Introducing Talend Data Catalog: Creating a Single Source of Trust
Remember how the Internet made it so easy and cheap to create content that everyone did it? Well, that’s where we are with the data economy today.
The challenge with the web was not lack of fascinating content, but a way to find it. After two decades we know that winners in the web economy are those that created a single point of access to content in their category: Google, YouTube, Baidu, Amazon, Wikipedia.
Now, we are faced with a similar data sprawl in our data-driven economy. IDC research has found that today data professionals are spending 81% of their time searching, preparing, and protecting data with little time left to turn it into business outcomes. It has become crucial that organizations establish this same single source of access to their data to be in the winner’s circle.
Although technology can help to fix the issue, and I’ll come back on it later in the article, among these, enterprises need to set up a discipline to organize their data at scale, and this discipline is called data governance. But traditional data governance must be re-invented with this data sprawl: according to Gartner, “through 2022, only 20% of organizations investing in information will succeed in scaling governance for digital business.” Given the sheer number of companies that are awash in data, that percentage is just too small.

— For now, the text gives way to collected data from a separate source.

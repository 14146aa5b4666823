//! Table query translation.
//!
//! ```text
//! query text ──parse──▶ QuerySpecification ──edit──▶ QuerySpecification
//!                                                        │
//!                        TableAndColumnMapper ◀──────────┤
//!                                                        ▼
//!                                               TranslatedQuery (SQL + binds)
//! ```
//!
//! - [`parser`] - sqlparser output narrowed to the supported subset
//! - [`ast`] - the query model and its text rendering
//! - [`mapper`] - table identities and column resolution
//! - [`translator`] - physical SQL and bind parameters
//! - [`edit`] - filters, facets, sorting and pagination from a request
//! - [`orchestrator`] - the whole pass for one [`QueryRequest`]

pub mod ast;
pub mod edit;
pub mod error;
pub mod mapper;
pub mod orchestrator;
pub mod parser;
pub mod provider;
pub mod request;
pub mod select;
pub mod translator;

pub use ast::QuerySpecification;
pub use error::{TranslationError, TranslationResult};
pub use mapper::{ResolvedColumn, TableAndColumnMapper, TableInfo};
pub use orchestrator::QueryOrchestrator;
pub use parser::parse_query;
pub use provider::{
    index_description, InMemorySchemaProvider, IndexDescription, SchemaProvider, SqlContext,
    TableIndexDescription, ViewIndexDescription,
};
pub use request::{
    FacetSelection, FilterOperator, QueryFilter, QueryRequest, SortItem, NULL_VALUE_KEYWORD,
};
pub use select::{SelectColumn, SelectColumnKind};
pub use translator::{translate, translate_count, CountQuery, TranslatedQuery, TranslationOptions};
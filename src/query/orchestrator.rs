//! One translation pass per request.
//!
//! Order of operations: parse, map tables and columns, AND in the caller's
//! filters and facet selections, replace the sort, combine pagination,
//! clamp the page to the byte budget, translate. Every step produces a
//! fresh tree.

use tracing::debug;

use super::edit::{
    append_conditions, facet_condition, filter_condition, limit_max_rows_per_page,
    override_pagination, replace_sort, with_pagination,
};
use super::error::{TranslationError, TranslationResult};
use super::mapper::TableAndColumnMapper;
use super::parser::parse_query;
use super::provider::{index_description, SchemaProvider};
use super::request::QueryRequest;
use super::select::{max_row_size_bytes, select_columns};
use super::translator::{derived_columns, translate, translate_count, CountQuery, TranslatedQuery, TranslationOptions};
use super::ast::QuerySpecification;

/// Translates [`QueryRequest`]s against a schema registry.
#[derive(Debug, Clone)]
pub struct QueryOrchestrator<P> {
    provider: P,
    max_bytes_per_page: Option<i64>,
}

impl<P: SchemaProvider> QueryOrchestrator<P> {
    pub fn new(provider: P) -> Self {
        Self {
            provider,
            max_bytes_per_page: None,
        }
    }

    /// Byte budget used when a request does not carry its own.
    pub fn with_max_bytes_per_page(mut self, max_bytes: i64) -> Self {
        self.max_bytes_per_page = Some(max_bytes);
        self
    }

    pub fn provider(&self) -> &P {
        &self.provider
    }

    /// Parse and map the request's query and apply filters and facets.
    pub fn prepare(
        &self,
        request: &QueryRequest,
    ) -> TranslationResult<(QuerySpecification, TableAndColumnMapper)> {
        let query = parse_query(&request.sql)?;
        let mapper = TableAndColumnMapper::new(&query, &self.provider)?;

        let mut conditions = request
            .additional_filters
            .iter()
            .map(filter_condition)
            .collect::<TranslationResult<Vec<_>>>()?;
        for selection in &request.selected_facets {
            if let Some(condition) = facet_condition(selection, &mapper)? {
                conditions.push(condition);
            }
        }
        if !conditions.is_empty() {
            debug!(conditions = conditions.len(), "adding request conditions");
        }
        Ok((append_conditions(&query, conditions), mapper))
    }

    /// Translate one page of results.
    pub fn translate(&self, request: &QueryRequest) -> TranslationResult<TranslatedQuery> {
        let (query, mapper) = self.prepare(request)?;
        let query = replace_sort(&query, &request.sort);

        let mut pagination = override_pagination(query.pagination, request.offset, request.limit)?;
        if let Some(max_bytes) = request.max_bytes_per_page.or(self.max_bytes_per_page) {
            let columns = derived_columns(&query, &mapper);
            let selects = select_columns(&columns, &mapper, query.is_aggregate())?;
            let row_size = max_row_size_bytes(&selects).max(1);
            let max_rows = (max_bytes / row_size).max(1);
            debug!(max_bytes, row_size, max_rows, "clamping page size");
            pagination = Some(limit_max_rows_per_page(pagination, max_rows));
        }
        let query = with_pagination(&query, pagination);

        let table = mapper
            .tables()
            .first()
            .ok_or_else(|| TranslationError::UnknownTable(request.sql.clone()))?;
        let description = index_description(table.id, request.table_type);
        translate(
            &query,
            &mapper,
            description.as_ref(),
            TranslationOptions {
                context: request.context,
                include_etag: request.include_etag,
            },
        )
    }

    /// Count of all rows the request matches, across pages.
    pub fn translate_count(&self, request: &QueryRequest) -> TranslationResult<Option<CountQuery>> {
        let (query, mapper) = self.prepare(request)?;
        translate_count(&query, &mapper, request.context)
    }
}
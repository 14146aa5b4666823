//! Table identity and table kinds.

use serde::{Deserialize, Serialize};
use std::fmt;
use std::str::FromStr;

/// A logical table id with an optional snapshot version (`syn123.4`).
#[derive(Debug, Clone, Copy, PartialEq, Eq, Hash, PartialOrd, Ord, Serialize, Deserialize)]
pub struct IdAndVersion {
    pub id: i64,
    #[serde(default, skip_serializing_if = "Option::is_none")]
    pub version: Option<i64>,
}

impl IdAndVersion {
    pub fn new(id: i64) -> Self {
        Self { id, version: None }
    }

    pub fn versioned(id: i64, version: i64) -> Self {
        Self {
            id,
            version: Some(version),
        }
    }
}

impl fmt::Display for IdAndVersion {
    fn fmt(&self, f: &mut fmt::Formatter<'_>) -> fmt::Result {
        match self.version {
            Some(v) => write!(f, "syn{}.{}", self.id, v),
            None => write!(f, "syn{}", self.id),
        }
    }
}

/// Error for malformed table ids.
#[derive(Debug, Clone, PartialEq, thiserror::Error)]
#[error("Invalid table id: '{0}'")]
pub struct InvalidIdError(pub String);

impl FromStr for IdAndVersion {
    type Err = InvalidIdError;

    /// Accepts `syn123`, `SYN123.4`, and bare `123`.
    fn from_str(s: &str) -> Result<Self, Self::Err> {
        let err = || InvalidIdError(s.to_string());
        let trimmed = s.trim();
        let body = match trimmed.get(..3) {
            Some(prefix) if prefix.eq_ignore_ascii_case("syn") => &trimmed[3..],
            _ => trimmed,
        };
        let (id_part, version_part) = match body.split_once('.') {
            Some((id, version)) => (id, Some(version)),
            None => (body, None),
        };
        let digits = |p: &str| !p.is_empty() && p.bytes().all(|b| b.is_ascii_digit());
        if !digits(id_part) {
            return Err(err());
        }
        let id = id_part.parse().map_err(|_| err())?;
        let version = match version_part {
            Some(v) if digits(v) => Some(v.parse().map_err(|_| err())?),
            Some(_) => return Err(err()),
            None => None,
        };
        Ok(Self { id, version })
    }
}

/// The kind of table an index backs.
#[derive(Debug, Clone, Copy, PartialEq, Eq, Hash, Default, Serialize, Deserialize)]
#[serde(rename_all = "kebab-case")]
pub enum TableType {
    #[default]
    Table,
    EntityView,
    SubmissionView,
    MaterializedView,
}

impl TableType {
    /// Views carry the etag and benefactor metadata columns.
    pub fn is_view(&self) -> bool {
        matches!(self, TableType::EntityView | TableType::SubmissionView)
    }
}

#[cfg(test)]
mod tests {
    use super::*;

    #[test]
    fn test_parse_id_and_version() {
        assert_eq!("syn123".parse::<IdAndVersion>().unwrap(), IdAndVersion::new(123));
        assert_eq!(
            "SYN123.4".parse::<IdAndVersion>().unwrap(),
            IdAndVersion::versioned(123, 4)
        );
        assert_eq!("42".parse::<IdAndVersion>().unwrap(), IdAndVersion::new(42));
    }

    #[test]
    fn test_parse_rejects_garbage() {
        assert!("syn".parse::<IdAndVersion>().is_err());
        assert!("syn12a".parse::<IdAndVersion>().is_err());
        assert!("syn12.".parse::<IdAndVersion>().is_err());
        assert!("foo".parse::<IdAndVersion>().is_err());
    }

    #[test]
    fn test_display() {
        assert_eq!(IdAndVersion::versioned(9, 2).to_string(), "syn9.2");
        assert_eq!(IdAndVersion::new(9).to_string(), "syn9");
    }
}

Modern data governance is not only about minimizing data risks but also about maximizing data usage, which is why traditional authoritative data governance approaches are not enough. There is a need for a more agile, bottom-up approach. That strategy starts with the raw data, links it to its business context so that it becomes meaningful, takes control of its data quality and security, and fully organizes it for massive consumption.
You Can’t Be Data Driven without a Data Catalog
Empowering this new discipline is the promise of data catalogs, leveraging modern technologies like smart semantics and machine learning to organize data at scale and turns data governance into a team sport by engaging anyone for social curation.
With the newly introduced Talend Data Catalog, companies can organize their data at scale to make data accessible like never before and address challenges head-on. By empowering organizations to create a single source of trusted data, it’s a win for both the business with the ability to find the right data, as well as the CIO and CDO who can now control data better to improve data governance. Now let’s dive into some details on what the Talend Data Catalog is.
Intelligently discover your data
Data catalogs are a perfect fit for companies that modernized their data infrastructures with data lakes or cloud-based data warehouses, where thousands of raw data items can reside and can be accessed at scale. The catalog acts as the fish finder for that data lake, leveraging crawlers across different file systems, traditional, Hadoop, or cloud, and across typical file format. Then automatically extracts metadata and profiling information, for referencing, change management classification and accessibility.
Not only can it bring all of those metadata together in a single place, but it can also automatically draw the links between datasets and connect them to a business glossary. In a nutshell, this allows businesses to:
- Automate the data inventory
- Leverage smart semantics for auto-profiling, relationships discovery and classification
- Document and drive usage now that the data has been enriched and becomes more meaningful
The goal of the data catalog is to unlock data from the application where they reside.
Orchestrate data curation
Once the metadata has been automatically harvested in a single place, data governance can be orchestrated in a much more efficient way. Talend Data Catalog allows businesses to define the critical data elements in its business glossary and assign data owners for those critical data elements. The data catalog then relates those critical data elements to the data points that refer it across the information system.
Now data is in control and data owners can make sure that their data is properly documented and protected. Comments, warnings, or validation can be crowdsourced from any business user for collaborative, bottom-up governance. Finally, the data catalog draws end-to-end data lineage and manages version control. It guarantees accuracy and provides a complete view of the information chain, which are both critical for data governance and data compliance.
Easy search-based access to trusted data
Talend Data Catalog makes it possible for businesses to locate, understand, use, and share their trusted data faster by searching and verifying data’s validity before sharing with peers. Its collaborative user experience enables anyone to contribute metadata or business glossary information.
Data governance is most often associated with control. A discipline that allows businesses to centrally collect data, process, and consume under certain rules and policies. The beauty of Talend Data Catalog is that not only does it control data but liberates it for consumption as well. This allows data professionals to find, understand, and share data ten times faster. Now data engineers, scientists, analysts, or even developers can spend their time on extracting value from those data sets rather than searching for them or recreating them — removing the risk of your data lake turning into a data swamp.
A recently published IDC report, “Data Intelligence Software for Data Governance,” advocates the benefits of modern data governance and positions the Data Catalog as the cornerstone of what they define as Data Intelligence Software. In the report, IDC calls it a “technology that supports enablement through governance is called data intelligence software and is delivered in metadata management, data lineage, data catalog, business glossary, data profiling, mastering, and stewardship software.”